Board of Game Will Consider Aerial Predator Control of Bears
The Board of Game will consider instituting the state’s first aerial predator control program on bears at their annual statewide meeting that convenes Friday in Anchorage. The Alaska Department of Fish and Game says it’s proposing the program for a section near the Kuskokwim River where the moose population has struggled in recent years.
The aerial predator control proposal involves unit 19a, an area east of Bethel. David James is a regional supervisor with ADF&G based out of Fairbanks. He says aerial wolf control in the area has dramatically reduced wolf numbers, but the moose population has not yet recovered. He says bears are the reason.
“What is being proposed for the board to consider is to allow department personnel to go into the area in helicopters and actually use aerial shooting if necessary and actually reduce the bear population over a relatively small area, something over 500 square miles,” James said.
James says he doesn’t know how many bears the program would target, but it would involve shooting both black and brown bears.
“From a biological standpoint it’s the most efficient way to get the results that we desire,” James said.
He says moose populations are so low, hunting is either closed or severely restricted in the area.

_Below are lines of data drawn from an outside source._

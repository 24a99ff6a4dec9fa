//! PostgreSQL dialect.

use super::DbAdapter;
use crate::condition::Operator;
use crate::executor::DbError;
use crate::schema::{FieldDescriptor, FieldType};
use crate::value::Value;

/// SQLSTATE `serialization_failure`.
pub const SERIALIZATION_FAILURE: &str = "40001";
/// SQLSTATE `deadlock_detected`.
pub const DEADLOCK_DETECTED: &str = "40P01";

#[derive(Debug, Clone, Copy, Default)]
pub struct PostgresAdapter;

impl PostgresAdapter {
    pub fn new() -> Self {
        Self
    }
}

fn wildcard(arg: Value) -> Value {
    match arg {
        Value::Text(s) => Value::Text(format!("%{s}%")),
        other => other,
    }
}

impl DbAdapter for PostgresAdapter {
    fn operator_sql(&self, op: Operator, arg: Value) -> (String, Value) {
        let sql = match op {
            Operator::Equals | Operator::ChildOf => "=",
            Operator::NotEquals => "!=",
            Operator::Greater => ">",
            Operator::GreaterOrEqual => ">=",
            Operator::Lower => "<",
            Operator::LowerOrEqual => "<=",
            Operator::Like => "LIKE",
            Operator::ILike => "ILIKE",
            Operator::Contains => return ("LIKE".to_string(), wildcard(arg)),
            Operator::NotContains => return ("NOT LIKE".to_string(), wildcard(arg)),
            Operator::IContains => return ("ILIKE".to_string(), wildcard(arg)),
            Operator::NotIContains => return ("NOT ILIKE".to_string(), wildcard(arg)),
            Operator::In => "IN",
            Operator::NotIn => "NOT IN",
        };
        (sql.to_string(), arg)
    }

    fn quote_identifier(&self, name: &str) -> String {
        format!("\"{}\"", name.replace('"', "\"\""))
    }

    fn column_type(&self, field: &FieldDescriptor) -> String {
        if field.json == "id" {
            return "bigserial".to_string();
        }
        match field.field_type {
            FieldType::Boolean => "boolean".to_string(),
            FieldType::Integer | FieldType::Many2One | FieldType::One2One => "bigint".to_string(),
            FieldType::Float => "double precision".to_string(),
            FieldType::Char => match field.size {
                Some(size) => format!("varchar({size})"),
                None => "varchar".to_string(),
            },
            FieldType::Text => "text".to_string(),
            FieldType::Date => "date".to_string(),
            FieldType::DateTime => "timestamp without time zone".to_string(),
            // No column of their own.
            FieldType::One2Many | FieldType::Rev2One | FieldType::Many2Many => String::new(),
        }
    }

    fn max_identifier_length(&self) -> usize {
        63
    }

    fn recursive_descendants_query(&self, table: &str, parent_column: &str) -> String {
        let table = self.quote_identifier(table);
        let parent = self.quote_identifier(parent_column);
        format!(
            "WITH RECURSIVE \"descendants\"(\"id\") AS (\
             SELECT \"id\" FROM {table} WHERE \"id\" = ? \
             UNION \
             SELECT {table}.\"id\" FROM {table} \
             INNER JOIN \"descendants\" ON {table}.{parent} = \"descendants\".\"id\") \
             SELECT \"id\" FROM \"descendants\""
        )
    }

    fn is_serialization_conflict(&self, err: &DbError) -> bool {
        matches!(err.sqlstate(), Some(SERIALIZATION_FAILURE | DEADLOCK_DETECTED))
    }

    fn rebind(&self, sql: &str) -> String {
        let mut out = String::with_capacity(sql.len() + 8);
        let mut n = 0;
        for ch in sql.chars() {
            if ch == '?' {
                n += 1;
                out.push('$');
                out.push_str(&n.to_string());
            } else {
                out.push(ch);
            }
        }
        out
    }

    fn returning_id(&self) -> String {
        " RETURNING \"id\"".to_string()
    }

    fn create_sequence_sql(&self, name: &str, increment: i64, start: i64) -> String {
        format!(
            "CREATE SEQUENCE {} INCREMENT BY {} START WITH {}",
            self.quote_identifier(name),
            increment,
            start
        )
    }

    fn alter_sequence_sql(&self, name: &str, increment: i64, restart: Option<i64>) -> String {
        let mut sql = format!(
            "ALTER SEQUENCE {} INCREMENT BY {}",
            self.quote_identifier(name),
            increment
        );
        if let Some(restart) = restart {
            sql.push_str(&format!(" RESTART WITH {restart}"));
        }
        sql
    }

    fn drop_sequence_sql(&self, name: &str) -> String {
        format!("DROP SEQUENCE IF EXISTS {}", self.quote_identifier(name))
    }

    fn next_sequence_value_sql(&self, name: &str) -> String {
        format!(
            "SELECT nextval('{}') AS \"value\"",
            self.quote_identifier(name).replace('\'', "''")
        )
    }
}

#[cfg(test)]
mod tests {
    use super::*;

    #[test]
    fn test_operator_sql_wildcards_substring_operators() {
        let adapter = PostgresAdapter::new();
        assert_eq!(
            adapter.operator_sql(Operator::IContains, "jo".into()),
            ("ILIKE".to_string(), Value::Text("%jo%".into()))
        );
        assert_eq!(
            adapter.operator_sql(Operator::Like, "jo%".into()),
            ("LIKE".to_string(), Value::Text("jo%".into()))
        );
        assert_eq!(adapter.operator_sql(Operator::NotEquals, true.into()).0, "!=");
    }

    #[test]
    fn test_rebind_numbers_placeholders() {
        let adapter = PostgresAdapter::new();
        assert_eq!(
            adapter.rebind("\"a\" = ? AND \"b\" IN (?, ?)"),
            "\"a\" = $1 AND \"b\" IN ($2, $3)"
        );
    }

    #[test]
    fn test_conflict_classification() {
        let adapter = PostgresAdapter::new();
        let conflict = DbError::Postgres {
            sqlstate: Some("40001".into()),
            message: "could not serialize".into(),
        };
        let unique = DbError::Postgres {
            sqlstate: Some("23505".into()),
            message: "duplicate key".into(),
        };
        assert!(adapter.is_serialization_conflict(&conflict));
        assert!(!adapter.is_serialization_conflict(&unique));
        assert!(!adapter.is_serialization_conflict(&DbError::NoRows));
    }

    #[test]
    fn test_column_types() {
        let adapter = PostgresAdapter::new();
        assert_eq!(
            adapter.column_definition(&FieldDescriptor::new("Name", FieldType::Char).with_size(64).required()),
            "varchar(64) NOT NULL"
        );
        assert_eq!(
            adapter.column_definition(&FieldDescriptor::many2one("Manager", "Person")),
            "bigint"
        );
        assert_eq!(
            adapter.column_definition(&FieldDescriptor::id_field()),
            "bigserial NOT NULL"
        );
    }

    #[test]
    fn test_recursive_query_has_one_placeholder() {
        let sql = PostgresAdapter::new().recursive_descendants_query("category", "parent_id");
        assert_eq!(sql.matches('?').count(), 1);
        assert!(sql.starts_with("WITH RECURSIVE"));
        assert!(sql.contains("\"category\".\"parent_id\" = \"descendants\".\"id\""));
    }

    #[test]
    fn test_sequence_sql() {
        let adapter = PostgresAdapter::new();
        assert_eq!(
            adapter.create_sequence_sql("inv_seq", 1, 100),
            "CREATE SEQUENCE \"inv_seq\" INCREMENT BY 1 START WITH 100"
        );
        assert_eq!(
            adapter.alter_sequence_sql("inv_seq", 2, Some(5)),
            "ALTER SEQUENCE \"inv_seq\" INCREMENT BY 2 RESTART WITH 5"
        );
        assert_eq!(
            adapter.next_sequence_value_sql("inv_seq"),
            "SELECT nextval('\"inv_seq\"') AS \"value\""
        );
    }
}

He says that has had a devastating impact on local families who count on the meat to fill their freezers. And so he says it’s one of the highest management priorities in the region. But he says the Board of Game, with input from the public, will make the final decision.
“The confounding issue is whether the Alaskan public finds this an acceptable way to manage bears or not and so much of what we do, that’s an overriding consideration and that’s where the public process kicks in. That’s why there’s a Board of Games and advisory committees and various avenues for the public to weigh in on this,” James said.
The Board of Game makes most proposals available on its website at least a month before their meeting. But this one – at least in this version – is still not in public form. That troubles conservation groups. Theresa Fiorino is with Defenders of Wildlife in Anchorage.
“If it’s true that ADFG is going to put forward a proposal that is going to include aerial bear control, we would be very concerned about that, especially since it wasn’t available prior to the meeting,” Fiorino said.
The Board of Game will also consider proposals to allow aerial predator control of wolves on the Kenai Peninsula for the first time. The meeting begins Friday in Anchorage.